ASSIGNED TASK: Lines with "data": pull these out of the listing below.
(INFORMATION PROVIDED)
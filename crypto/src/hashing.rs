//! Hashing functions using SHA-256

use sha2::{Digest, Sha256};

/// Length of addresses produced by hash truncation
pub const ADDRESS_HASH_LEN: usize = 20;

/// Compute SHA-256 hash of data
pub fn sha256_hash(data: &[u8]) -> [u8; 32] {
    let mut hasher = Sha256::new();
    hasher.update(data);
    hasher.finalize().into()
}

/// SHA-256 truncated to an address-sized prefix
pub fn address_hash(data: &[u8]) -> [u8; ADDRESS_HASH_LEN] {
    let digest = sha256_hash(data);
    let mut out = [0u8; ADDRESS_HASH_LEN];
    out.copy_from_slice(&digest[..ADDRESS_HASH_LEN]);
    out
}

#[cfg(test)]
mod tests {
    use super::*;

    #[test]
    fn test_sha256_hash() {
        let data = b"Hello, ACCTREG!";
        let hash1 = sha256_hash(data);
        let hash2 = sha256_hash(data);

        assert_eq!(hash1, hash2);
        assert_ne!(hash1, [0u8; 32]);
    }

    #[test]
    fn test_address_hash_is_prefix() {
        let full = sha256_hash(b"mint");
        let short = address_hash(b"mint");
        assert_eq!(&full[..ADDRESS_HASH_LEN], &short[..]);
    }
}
(End INFORMATION PROVIDED)
PROBLEM SOLUTION:
/// Compute SHA-256 hash of data
pub fn sha256_hash(data: &[u8]) -> [u8; 32] {
    hasher.update(data);
pub fn address_hash(data: &[u8]) -> [u8; ADDRESS_HASH_LEN] {
    let digest = sha256_hash(data);
        let data = b"Hello, ACCTREG!";
        let hash1 = sha256_hash(data);
        let hash2 = sha256_hash(data);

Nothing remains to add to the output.